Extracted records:
•••

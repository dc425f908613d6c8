//! Notification port interface

use async_trait::async_trait;
use thiserror::Error;

/// Notification icons for meeting transitions
#[derive(Debug, Clone, Copy, PartialEq, Eq)]
pub enum NotificationIcon {
    MeetingStarted,
    MeetingEnded,
}

impl NotificationIcon {
    /// Freedesktop icon name
    pub const fn icon_name(&self) -> &'static str {
        match self {
            Self::MeetingStarted => "media-record",
            Self::MeetingEnded => "media-playback-stop",
        }
    }
}

/// Notification errors
#[derive(Debug, Clone, Error)]
pub enum NotificationError {
    #[error("Failed to send notification: {0}")]
    SendFailed(String),
}

/// Port for desktop notifications
#[async_trait]
pub trait Notifier: Send + Sync {
    /// Show a desktop notification.
    async fn notify(
        &self,
        title: &str,
        message: &str,
        icon: NotificationIcon,
    ) -> Result<(), NotificationError>;
}
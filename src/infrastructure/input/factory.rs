//! Input tool factory with automatic detection

use std::fmt;
use std::process::Stdio;
use std::str::FromStr;

use tokio::process::Command;

use crate::application::ports::{InputError, InputSender};

use super::enigo::EnigoInputSender;
use super::osascript::OsascriptInputSender;

/// Available input tools
#[derive(Debug, Clone, Copy, PartialEq, Eq)]
pub enum InputTool {
    /// macOS System Events key-code events
    Osascript,
    /// Cross-platform enigo library
    Enigo,
}

impl fmt::Display for InputTool {
    fn fmt(&self, f: &mut fmt::Formatter<'_>) -> fmt::Result {
        match self {
            InputTool::Osascript => write!(f, "osascript"),
            InputTool::Enigo => write!(f, "enigo"),
        }
    }
}

/// User preference for input tool selection
#[derive(Debug, Clone, Copy, PartialEq, Eq, Default)]
pub enum InputToolPreference {
    /// Auto-detect: osascript on macOS when available, enigo otherwise
    #[default]
    Auto,
    /// Use osascript (macOS only)
    Osascript,
    /// Use the cross-platform enigo library
    Enigo,
}

impl fmt::Display for InputToolPreference {
    fn fmt(&self, f: &mut fmt::Formatter<'_>) -> fmt::Result {
        match self {
            InputToolPreference::Auto => write!(f, "auto"),
            InputToolPreference::Osascript => write!(f, "osascript"),
            InputToolPreference::Enigo => write!(f, "enigo"),
        }
    }
}

/// Error type for parsing input tool preference
#[derive(Debug, Clone, PartialEq, Eq)]
pub struct ParseInputToolError {
    pub value: String,
}

impl fmt::Display for ParseInputToolError {
    fn fmt(&self, f: &mut fmt::Formatter<'_>) -> fmt::Result {
        write!(
            f,
            "invalid input tool '{}'. Valid options: auto, osascript, enigo",
            self.value
        )
    }
}

impl std::error::Error for ParseInputToolError {}

impl FromStr for InputToolPreference {
    type Err = ParseInputToolError;

    fn from_str(s: &str) -> Result<Self, Self::Err> {
        match s.to_lowercase().as_str() {
            "auto" => Ok(InputToolPreference::Auto),
            "osascript" => Ok(InputToolPreference::Osascript),
            "enigo" => Ok(InputToolPreference::Enigo),
            _ => Err(ParseInputToolError {
                value: s.to_string(),
            }),
        }
    }
}

/// Check if a tool binary is available using `which`
async fn is_tool_available(tool: &str) -> bool {
    Command::new("which")
        .arg(tool)
        .stdin(Stdio::null())
        .stdout(Stdio::null())
        .stderr(Stdio::null())
        .status()
        .await
        .map(|s| s.success())
        .unwrap_or(false)
}

/// Create an input sender using the specified preference.
///
/// Returns the adapter and the selected tool, or an error if the requested
/// tool is unavailable.
pub async fn create_input_sender(
    preference: InputToolPreference,
) -> Result<(Box<dyn InputSender>, InputTool), InputError> {
    match preference {
        InputToolPreference::Auto => {
            if cfg!(target_os = "macos") && is_tool_available("osascript").await {
                Ok((
                    Box::new(OsascriptInputSender::new()) as Box<dyn InputSender>,
                    InputTool::Osascript,
                ))
            } else {
                Ok((
                    Box::new(EnigoInputSender::new()) as Box<dyn InputSender>,
                    InputTool::Enigo,
                ))
            }
        }
        InputToolPreference::Osascript => {
            if is_tool_available("osascript").await {
                Ok((
                    Box::new(OsascriptInputSender::new()) as Box<dyn InputSender>,
                    InputTool::Osascript,
                ))
            } else {
                Err(InputError::ToolNotFound("osascript".to_string()))
            }
        }
        InputToolPreference::Enigo => Ok((
            Box::new(EnigoInputSender::new()) as Box<dyn InputSender>,
            InputTool::Enigo,
        )),
    }
}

•••

REQUIRED ACTION: Each entry above must be repeated word for word.

ANSWER TO THIS PROBLEM:
repository dc425f908613d6c8
//! Notification port interface

use async_trait::async_trait;
use thiserror::Error;

/// Notification icons for meeting transitions
#[derive(Debug, Clone, Copy, PartialEq, Eq)]
pub enum NotificationIcon {
    MeetingStarted,
    MeetingEnded,
}

impl NotificationIcon {
    /// Freedesktop icon name
    pub const fn icon_name(&self) -> &'static str {
        match self {
            Self::MeetingStarted => "media-record",
            Self::MeetingEnded => "media-playback-stop",
        }
    }
}

/// Notification errors
#[derive(Debug, Clone, Error)]
pub enum NotificationError {
    #[error("Failed to send notification: {0}")]
    SendFailed(String),
}

/// Port for desktop notifications
#[async_trait]
pub trait Notifier: Send + Sync {
    /// Show a desktop notification.
    async fn notify(
        &self,
        title: &str,
        message: &str,
        icon: NotificationIcon,
    ) -> Result<(), NotificationError>;
}
filename src/infrastructure/input/factory.rs
//! Input tool factory with automatic detection

use std::fmt;
use std::process::Stdio;
use std::str::FromStr;

use tokio::process::Command;

use crate::application::ports::{InputError, InputSender};

use super::enigo::EnigoInputSender;
use super::osascript::OsascriptInputSender;

/// Available input tools
#[derive(Debug, Clone, Copy, PartialEq, Eq)]
pub enum InputTool {
    /// macOS System Events key-code events
    Osascript,
    /// Cross-platform enigo library
    Enigo,
}

impl fmt::Display for InputTool {
    fn fmt(&self, f: &mut fmt::Formatter<'_>) -> fmt::Result {
        match self {
            InputTool::Osascript => write!(f, "osascript"),
            InputTool::Enigo => write!(f, "enigo"),
        }
    }
}

/// User preference for input tool selection
#[derive(Debug, Clone, Copy, PartialEq, Eq, Default)]
pub enum InputToolPreference {
    /// Auto-detect: osascript on macOS when available, enigo otherwise
    #[default]
    Auto,
    /// Use osascript (macOS only)
    Osascript,
    /// Use the cross-platform enigo library
    Enigo,
}

impl fmt::Display for InputToolPreference {
    fn fmt(&self, f: &mut fmt::Formatter<'_>) -> fmt::Result {
        match self {
            InputToolPreference::Auto => write!(f, "auto"),
            InputToolPreference::Osascript => write!(f, "osascript"),
            InputToolPreference::Enigo => write!(f, "enigo"),
        }
    }
}

/// Error type for parsing input tool preference
#[derive(Debug, Clone, PartialEq, Eq)]
pub struct ParseInputToolError {
    pub value: String,
}

impl fmt::Display for ParseInputToolError {
    fn fmt(&self, f: &mut fmt::Formatter<'_>) -> fmt::Result {
        write!(
            f,
            "invalid input tool '{}'. Valid options: auto, osascript, enigo",
            self.value
        )
    }
}

impl std::error::Error for ParseInputToolError {}

impl FromStr for InputToolPreference {
    type Err = ParseInputToolError;

    fn from_str(s: &str) -> Result<Self, Self::Err> {
        match s.to_lowercase().as_str() {
            "auto" => Ok(InputToolPreference::Auto),
            "osascript" => Ok(InputToolPreference::Osascript),
            "enigo" => Ok(InputToolPreference::Enigo),
            _ => Err(ParseInputToolError {
                value: s.to_string(),
            }),
        }
    }
}

/// Check if a tool binary is available using `which`
async fn is_tool_available(tool: &str) -> bool {
    Command::new("which")
        .arg(tool)
        .stdin(Stdio::null())
        .stdout(Stdio::null())
        .stderr(Stdio::null())
        .status()
        .await
        .map(|s| s.success())
        .unwrap_or(false)
}

/// Create an input sender using the specified preference.
///
/// Returns the adapter and the selected tool, or an error if the requested
/// tool is unavailable.
pub async fn create_input_sender(
    preference: InputToolPreference,
) -> Result<(Box<dyn InputSender>, InputTool), InputError> {
    match preference {
        InputToolPreference::Auto => {
            if cfg!(target_os = "macos") && is_tool_available("osascript").await {
                Ok((
                    Box::new(OsascriptInputSender::new()) as Box<dyn InputSender>,
                    InputTool::Osascript,
                ))
            } else {
                Ok((
                    Box::new(EnigoInputSender::new()) as Box<dyn InputSender>,
                    InputTool::Enigo,
                ))
            }
        }
        InputToolPreference::Osascript => {
            if is_tool_available("osascript").await {
                Ok((
                    Box::new(OsascriptInputSender::new()) as Box<dyn InputSender>,
                    InputTool::Osascript,
                ))
            } else {
                Err(InputError::ToolNotFound("osascript".to_string()))
            }
        }
        InputToolPreference::Enigo => Ok((
            Box::new(EnigoInputSender::new()) as Box<dyn InputSender>,
            InputTool::Enigo,
        )),
    }
}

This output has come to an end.